*WORK INSTRUCTION*:
Each line holding the string "clock" is to be copied from the data.

(Dataset entries)
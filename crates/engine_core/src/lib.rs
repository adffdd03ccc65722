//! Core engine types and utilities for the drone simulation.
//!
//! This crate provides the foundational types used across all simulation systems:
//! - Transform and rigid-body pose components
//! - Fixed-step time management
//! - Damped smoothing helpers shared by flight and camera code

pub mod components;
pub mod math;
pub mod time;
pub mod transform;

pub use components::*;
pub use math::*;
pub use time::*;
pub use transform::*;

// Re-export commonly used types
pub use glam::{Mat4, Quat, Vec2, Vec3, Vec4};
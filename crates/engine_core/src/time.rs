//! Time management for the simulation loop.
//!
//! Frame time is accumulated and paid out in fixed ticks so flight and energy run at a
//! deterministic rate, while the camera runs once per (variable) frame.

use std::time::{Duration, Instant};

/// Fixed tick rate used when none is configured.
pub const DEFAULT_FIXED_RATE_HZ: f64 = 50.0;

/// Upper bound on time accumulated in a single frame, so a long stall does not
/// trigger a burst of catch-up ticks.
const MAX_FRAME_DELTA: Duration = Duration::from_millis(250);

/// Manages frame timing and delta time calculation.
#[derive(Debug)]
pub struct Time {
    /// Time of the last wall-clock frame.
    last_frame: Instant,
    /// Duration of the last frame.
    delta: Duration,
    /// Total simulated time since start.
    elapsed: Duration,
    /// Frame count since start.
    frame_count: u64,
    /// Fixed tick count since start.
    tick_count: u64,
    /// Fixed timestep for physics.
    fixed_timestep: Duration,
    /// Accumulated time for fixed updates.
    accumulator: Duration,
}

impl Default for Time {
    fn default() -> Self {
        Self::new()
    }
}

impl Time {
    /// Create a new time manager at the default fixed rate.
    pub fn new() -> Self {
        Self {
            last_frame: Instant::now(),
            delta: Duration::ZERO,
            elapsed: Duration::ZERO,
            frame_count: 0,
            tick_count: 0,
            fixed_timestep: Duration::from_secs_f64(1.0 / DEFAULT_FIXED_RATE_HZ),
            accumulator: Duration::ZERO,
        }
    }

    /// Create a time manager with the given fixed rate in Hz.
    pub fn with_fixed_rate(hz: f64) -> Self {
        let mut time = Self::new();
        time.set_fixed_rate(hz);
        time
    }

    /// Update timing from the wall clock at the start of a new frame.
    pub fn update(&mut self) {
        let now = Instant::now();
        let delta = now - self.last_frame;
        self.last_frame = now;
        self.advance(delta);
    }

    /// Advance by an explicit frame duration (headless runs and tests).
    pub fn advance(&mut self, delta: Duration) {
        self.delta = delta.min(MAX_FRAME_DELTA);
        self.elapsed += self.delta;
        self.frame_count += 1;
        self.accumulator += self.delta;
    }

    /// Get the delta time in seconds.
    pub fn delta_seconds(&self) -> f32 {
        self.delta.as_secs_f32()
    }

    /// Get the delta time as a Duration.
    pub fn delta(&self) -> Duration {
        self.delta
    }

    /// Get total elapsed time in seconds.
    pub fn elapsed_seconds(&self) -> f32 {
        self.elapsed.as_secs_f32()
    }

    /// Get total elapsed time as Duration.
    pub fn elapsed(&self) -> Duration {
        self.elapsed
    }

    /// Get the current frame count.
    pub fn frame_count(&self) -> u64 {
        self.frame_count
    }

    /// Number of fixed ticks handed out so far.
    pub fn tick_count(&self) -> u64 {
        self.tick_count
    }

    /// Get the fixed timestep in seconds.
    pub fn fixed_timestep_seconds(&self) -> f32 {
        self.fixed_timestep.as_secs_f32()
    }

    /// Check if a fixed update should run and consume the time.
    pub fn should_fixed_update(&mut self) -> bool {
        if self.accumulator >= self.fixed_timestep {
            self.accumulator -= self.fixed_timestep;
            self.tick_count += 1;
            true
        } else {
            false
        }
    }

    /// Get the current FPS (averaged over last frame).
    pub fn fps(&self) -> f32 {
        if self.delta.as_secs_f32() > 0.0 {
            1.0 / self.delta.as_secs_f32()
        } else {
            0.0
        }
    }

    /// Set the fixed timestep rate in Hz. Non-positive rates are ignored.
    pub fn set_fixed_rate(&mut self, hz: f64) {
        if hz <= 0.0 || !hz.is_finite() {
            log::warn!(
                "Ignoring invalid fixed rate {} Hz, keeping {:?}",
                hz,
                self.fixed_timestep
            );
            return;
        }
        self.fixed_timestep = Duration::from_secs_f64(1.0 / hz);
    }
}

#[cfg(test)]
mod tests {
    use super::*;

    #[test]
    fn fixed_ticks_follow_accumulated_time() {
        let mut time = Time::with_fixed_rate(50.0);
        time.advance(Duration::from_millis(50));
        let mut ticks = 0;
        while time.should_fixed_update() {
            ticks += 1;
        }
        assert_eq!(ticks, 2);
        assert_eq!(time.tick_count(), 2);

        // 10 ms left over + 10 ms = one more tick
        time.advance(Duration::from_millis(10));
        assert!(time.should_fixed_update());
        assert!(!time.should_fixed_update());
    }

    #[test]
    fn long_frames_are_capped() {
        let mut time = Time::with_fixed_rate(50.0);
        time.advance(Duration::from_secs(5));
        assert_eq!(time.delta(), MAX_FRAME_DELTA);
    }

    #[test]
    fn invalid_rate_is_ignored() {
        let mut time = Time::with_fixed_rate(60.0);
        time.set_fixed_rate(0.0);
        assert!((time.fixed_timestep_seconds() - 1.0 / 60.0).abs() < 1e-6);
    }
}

* * *

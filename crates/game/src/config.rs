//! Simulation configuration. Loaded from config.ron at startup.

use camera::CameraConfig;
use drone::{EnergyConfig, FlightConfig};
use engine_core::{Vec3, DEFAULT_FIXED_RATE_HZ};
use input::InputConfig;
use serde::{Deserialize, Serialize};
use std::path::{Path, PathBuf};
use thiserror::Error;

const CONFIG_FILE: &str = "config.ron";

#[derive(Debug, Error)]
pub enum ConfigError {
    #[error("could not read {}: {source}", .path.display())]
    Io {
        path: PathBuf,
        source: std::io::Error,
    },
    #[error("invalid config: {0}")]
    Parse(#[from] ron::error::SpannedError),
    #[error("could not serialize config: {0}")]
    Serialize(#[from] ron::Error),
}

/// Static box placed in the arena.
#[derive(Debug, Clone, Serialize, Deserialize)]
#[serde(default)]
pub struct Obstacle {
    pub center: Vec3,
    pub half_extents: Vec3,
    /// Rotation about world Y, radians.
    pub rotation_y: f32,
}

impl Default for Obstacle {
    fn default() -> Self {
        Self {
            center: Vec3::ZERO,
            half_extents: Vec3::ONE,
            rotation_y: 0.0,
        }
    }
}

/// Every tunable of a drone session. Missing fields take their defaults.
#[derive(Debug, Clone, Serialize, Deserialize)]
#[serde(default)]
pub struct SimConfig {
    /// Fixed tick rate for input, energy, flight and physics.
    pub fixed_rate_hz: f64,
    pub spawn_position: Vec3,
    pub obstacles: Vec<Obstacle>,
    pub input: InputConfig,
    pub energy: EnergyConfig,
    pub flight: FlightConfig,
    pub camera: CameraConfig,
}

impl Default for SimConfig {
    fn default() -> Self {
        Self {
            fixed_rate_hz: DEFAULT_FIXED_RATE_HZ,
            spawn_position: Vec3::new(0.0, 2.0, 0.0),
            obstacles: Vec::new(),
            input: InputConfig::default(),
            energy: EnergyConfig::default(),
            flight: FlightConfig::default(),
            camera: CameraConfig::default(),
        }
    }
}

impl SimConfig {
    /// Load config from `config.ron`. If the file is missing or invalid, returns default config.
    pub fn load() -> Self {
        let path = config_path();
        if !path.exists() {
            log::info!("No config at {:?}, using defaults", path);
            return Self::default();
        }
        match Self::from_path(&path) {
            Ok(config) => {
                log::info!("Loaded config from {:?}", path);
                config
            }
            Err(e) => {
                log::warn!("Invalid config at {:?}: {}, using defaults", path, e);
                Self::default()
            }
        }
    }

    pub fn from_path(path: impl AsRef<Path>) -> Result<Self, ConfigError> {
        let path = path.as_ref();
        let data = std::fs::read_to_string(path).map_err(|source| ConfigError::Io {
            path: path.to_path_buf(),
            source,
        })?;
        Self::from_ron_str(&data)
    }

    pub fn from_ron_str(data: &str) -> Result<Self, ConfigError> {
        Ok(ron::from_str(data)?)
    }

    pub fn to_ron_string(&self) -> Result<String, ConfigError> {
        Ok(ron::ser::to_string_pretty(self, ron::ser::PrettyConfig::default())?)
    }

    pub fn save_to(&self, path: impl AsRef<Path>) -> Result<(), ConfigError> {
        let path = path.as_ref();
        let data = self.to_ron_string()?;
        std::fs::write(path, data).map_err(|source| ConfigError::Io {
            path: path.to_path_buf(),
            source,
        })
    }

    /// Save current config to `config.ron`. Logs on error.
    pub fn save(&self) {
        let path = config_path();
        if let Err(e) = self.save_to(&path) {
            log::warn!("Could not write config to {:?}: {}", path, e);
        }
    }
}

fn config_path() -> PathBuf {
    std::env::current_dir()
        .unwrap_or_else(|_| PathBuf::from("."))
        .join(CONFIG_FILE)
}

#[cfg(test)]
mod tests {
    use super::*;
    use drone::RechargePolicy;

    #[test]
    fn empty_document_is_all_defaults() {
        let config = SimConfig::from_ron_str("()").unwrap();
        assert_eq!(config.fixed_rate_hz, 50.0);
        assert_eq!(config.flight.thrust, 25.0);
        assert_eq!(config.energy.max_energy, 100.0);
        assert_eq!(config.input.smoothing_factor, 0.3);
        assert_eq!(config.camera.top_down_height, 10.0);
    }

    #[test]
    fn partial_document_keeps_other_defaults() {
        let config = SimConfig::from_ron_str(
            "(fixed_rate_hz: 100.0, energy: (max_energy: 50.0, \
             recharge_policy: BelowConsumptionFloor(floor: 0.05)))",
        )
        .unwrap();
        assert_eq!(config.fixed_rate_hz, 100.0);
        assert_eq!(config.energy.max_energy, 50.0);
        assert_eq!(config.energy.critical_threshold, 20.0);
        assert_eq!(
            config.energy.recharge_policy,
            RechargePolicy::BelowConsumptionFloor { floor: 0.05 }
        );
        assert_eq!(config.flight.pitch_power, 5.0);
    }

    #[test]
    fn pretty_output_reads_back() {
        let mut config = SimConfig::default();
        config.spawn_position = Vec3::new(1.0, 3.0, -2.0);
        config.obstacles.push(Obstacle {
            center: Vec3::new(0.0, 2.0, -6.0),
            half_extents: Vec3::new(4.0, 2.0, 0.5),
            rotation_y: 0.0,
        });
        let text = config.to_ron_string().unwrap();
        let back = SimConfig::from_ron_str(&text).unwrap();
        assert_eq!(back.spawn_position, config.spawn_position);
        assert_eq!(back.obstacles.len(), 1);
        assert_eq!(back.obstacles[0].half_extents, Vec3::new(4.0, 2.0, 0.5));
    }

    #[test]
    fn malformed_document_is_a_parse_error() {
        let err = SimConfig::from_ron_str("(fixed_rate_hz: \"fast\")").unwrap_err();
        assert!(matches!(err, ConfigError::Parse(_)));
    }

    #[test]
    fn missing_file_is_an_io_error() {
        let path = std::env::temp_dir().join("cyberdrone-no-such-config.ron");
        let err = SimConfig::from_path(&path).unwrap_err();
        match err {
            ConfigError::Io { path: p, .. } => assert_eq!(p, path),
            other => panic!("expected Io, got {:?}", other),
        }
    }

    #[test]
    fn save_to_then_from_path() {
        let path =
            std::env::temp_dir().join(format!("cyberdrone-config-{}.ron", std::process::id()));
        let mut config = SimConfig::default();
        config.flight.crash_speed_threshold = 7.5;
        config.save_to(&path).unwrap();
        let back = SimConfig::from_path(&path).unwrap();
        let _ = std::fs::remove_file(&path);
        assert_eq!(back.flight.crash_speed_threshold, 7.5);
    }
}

...

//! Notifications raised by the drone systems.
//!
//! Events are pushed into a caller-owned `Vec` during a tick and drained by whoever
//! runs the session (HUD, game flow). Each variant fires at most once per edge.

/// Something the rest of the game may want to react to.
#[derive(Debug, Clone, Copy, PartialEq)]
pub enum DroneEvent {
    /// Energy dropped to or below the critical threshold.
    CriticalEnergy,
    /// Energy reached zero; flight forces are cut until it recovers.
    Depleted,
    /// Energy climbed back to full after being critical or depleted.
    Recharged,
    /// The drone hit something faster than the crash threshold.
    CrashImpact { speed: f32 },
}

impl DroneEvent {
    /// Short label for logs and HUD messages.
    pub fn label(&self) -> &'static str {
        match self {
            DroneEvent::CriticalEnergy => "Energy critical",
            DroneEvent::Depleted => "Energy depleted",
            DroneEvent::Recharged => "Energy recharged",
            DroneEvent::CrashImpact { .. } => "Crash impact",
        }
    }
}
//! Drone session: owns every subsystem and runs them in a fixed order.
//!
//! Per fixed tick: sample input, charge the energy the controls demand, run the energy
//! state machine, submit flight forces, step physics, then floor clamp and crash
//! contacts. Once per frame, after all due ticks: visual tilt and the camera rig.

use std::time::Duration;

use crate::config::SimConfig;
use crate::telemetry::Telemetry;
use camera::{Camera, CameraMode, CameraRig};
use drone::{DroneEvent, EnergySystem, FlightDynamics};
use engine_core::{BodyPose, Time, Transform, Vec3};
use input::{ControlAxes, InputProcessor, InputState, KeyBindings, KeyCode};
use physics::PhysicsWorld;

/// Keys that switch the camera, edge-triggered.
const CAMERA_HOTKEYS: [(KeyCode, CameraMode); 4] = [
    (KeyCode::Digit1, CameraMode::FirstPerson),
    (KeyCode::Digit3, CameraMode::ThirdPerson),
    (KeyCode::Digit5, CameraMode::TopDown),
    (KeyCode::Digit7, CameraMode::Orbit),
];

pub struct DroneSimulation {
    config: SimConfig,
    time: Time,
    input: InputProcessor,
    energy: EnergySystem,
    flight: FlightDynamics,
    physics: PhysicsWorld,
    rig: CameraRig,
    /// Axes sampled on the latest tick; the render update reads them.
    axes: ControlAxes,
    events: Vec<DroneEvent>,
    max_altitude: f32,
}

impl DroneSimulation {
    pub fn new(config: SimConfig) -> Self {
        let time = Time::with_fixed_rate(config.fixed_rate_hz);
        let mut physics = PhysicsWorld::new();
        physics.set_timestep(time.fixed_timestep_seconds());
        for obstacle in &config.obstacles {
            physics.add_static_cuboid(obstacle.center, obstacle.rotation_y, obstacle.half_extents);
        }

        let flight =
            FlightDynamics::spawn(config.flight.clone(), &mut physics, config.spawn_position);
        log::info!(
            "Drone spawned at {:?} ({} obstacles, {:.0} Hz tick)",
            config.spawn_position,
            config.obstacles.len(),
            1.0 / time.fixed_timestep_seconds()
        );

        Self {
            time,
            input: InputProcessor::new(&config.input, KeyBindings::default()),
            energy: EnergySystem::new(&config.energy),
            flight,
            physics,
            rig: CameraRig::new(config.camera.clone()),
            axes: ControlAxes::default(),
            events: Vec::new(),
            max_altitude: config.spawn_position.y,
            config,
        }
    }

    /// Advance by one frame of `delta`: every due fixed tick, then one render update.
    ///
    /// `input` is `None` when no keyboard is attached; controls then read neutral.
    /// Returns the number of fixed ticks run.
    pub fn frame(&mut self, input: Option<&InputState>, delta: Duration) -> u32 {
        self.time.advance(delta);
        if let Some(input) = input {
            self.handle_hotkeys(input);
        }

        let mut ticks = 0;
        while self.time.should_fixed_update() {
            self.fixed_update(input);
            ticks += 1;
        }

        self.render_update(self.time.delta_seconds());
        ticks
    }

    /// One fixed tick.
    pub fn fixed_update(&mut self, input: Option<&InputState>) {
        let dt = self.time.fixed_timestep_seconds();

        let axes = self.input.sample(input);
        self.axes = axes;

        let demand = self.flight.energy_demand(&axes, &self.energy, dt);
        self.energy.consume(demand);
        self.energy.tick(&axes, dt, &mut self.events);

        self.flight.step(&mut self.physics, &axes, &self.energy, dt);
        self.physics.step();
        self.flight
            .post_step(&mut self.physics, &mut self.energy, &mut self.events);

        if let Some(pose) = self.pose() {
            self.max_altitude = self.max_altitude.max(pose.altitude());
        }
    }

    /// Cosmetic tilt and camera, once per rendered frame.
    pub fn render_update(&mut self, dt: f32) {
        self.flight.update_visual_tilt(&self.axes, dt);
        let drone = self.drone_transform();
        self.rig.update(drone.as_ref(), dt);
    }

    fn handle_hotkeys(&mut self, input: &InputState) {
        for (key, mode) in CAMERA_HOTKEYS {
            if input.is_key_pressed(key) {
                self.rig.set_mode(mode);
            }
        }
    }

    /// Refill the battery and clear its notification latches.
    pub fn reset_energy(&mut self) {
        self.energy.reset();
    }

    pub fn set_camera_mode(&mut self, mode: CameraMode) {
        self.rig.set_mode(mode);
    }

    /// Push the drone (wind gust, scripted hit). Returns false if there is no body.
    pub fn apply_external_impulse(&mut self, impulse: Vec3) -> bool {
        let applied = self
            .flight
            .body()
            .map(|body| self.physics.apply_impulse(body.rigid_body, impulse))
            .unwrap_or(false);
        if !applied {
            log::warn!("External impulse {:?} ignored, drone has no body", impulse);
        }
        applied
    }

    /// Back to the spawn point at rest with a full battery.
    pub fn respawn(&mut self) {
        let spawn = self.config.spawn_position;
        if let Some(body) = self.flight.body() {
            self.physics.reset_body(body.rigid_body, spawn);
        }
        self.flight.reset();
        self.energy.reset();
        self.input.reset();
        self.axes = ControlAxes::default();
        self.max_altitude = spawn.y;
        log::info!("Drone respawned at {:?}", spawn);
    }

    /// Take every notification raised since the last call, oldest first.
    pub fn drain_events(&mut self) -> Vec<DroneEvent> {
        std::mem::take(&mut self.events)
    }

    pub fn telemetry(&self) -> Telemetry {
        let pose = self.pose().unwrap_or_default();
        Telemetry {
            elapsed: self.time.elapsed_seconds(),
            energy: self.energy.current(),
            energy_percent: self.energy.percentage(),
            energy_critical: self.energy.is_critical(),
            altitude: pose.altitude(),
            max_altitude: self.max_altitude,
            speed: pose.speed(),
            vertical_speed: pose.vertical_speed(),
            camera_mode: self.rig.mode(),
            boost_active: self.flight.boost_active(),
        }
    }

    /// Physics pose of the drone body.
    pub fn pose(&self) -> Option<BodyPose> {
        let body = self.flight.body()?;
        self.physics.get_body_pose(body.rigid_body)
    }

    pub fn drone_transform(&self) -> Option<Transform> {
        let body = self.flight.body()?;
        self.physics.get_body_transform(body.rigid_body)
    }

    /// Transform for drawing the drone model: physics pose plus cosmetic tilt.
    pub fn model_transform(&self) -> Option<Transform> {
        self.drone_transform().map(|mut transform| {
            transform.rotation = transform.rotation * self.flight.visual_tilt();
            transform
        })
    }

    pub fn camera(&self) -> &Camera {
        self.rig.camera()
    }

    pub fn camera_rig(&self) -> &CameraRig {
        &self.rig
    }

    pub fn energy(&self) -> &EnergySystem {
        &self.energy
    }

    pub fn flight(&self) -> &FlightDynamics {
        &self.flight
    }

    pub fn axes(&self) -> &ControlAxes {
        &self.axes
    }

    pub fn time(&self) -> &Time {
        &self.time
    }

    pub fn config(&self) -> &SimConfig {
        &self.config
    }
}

*PROBLEM SOLUTION*:
    /// Time of the last wall-clock frame.
    /// Update timing from the wall clock at the start of a new frame.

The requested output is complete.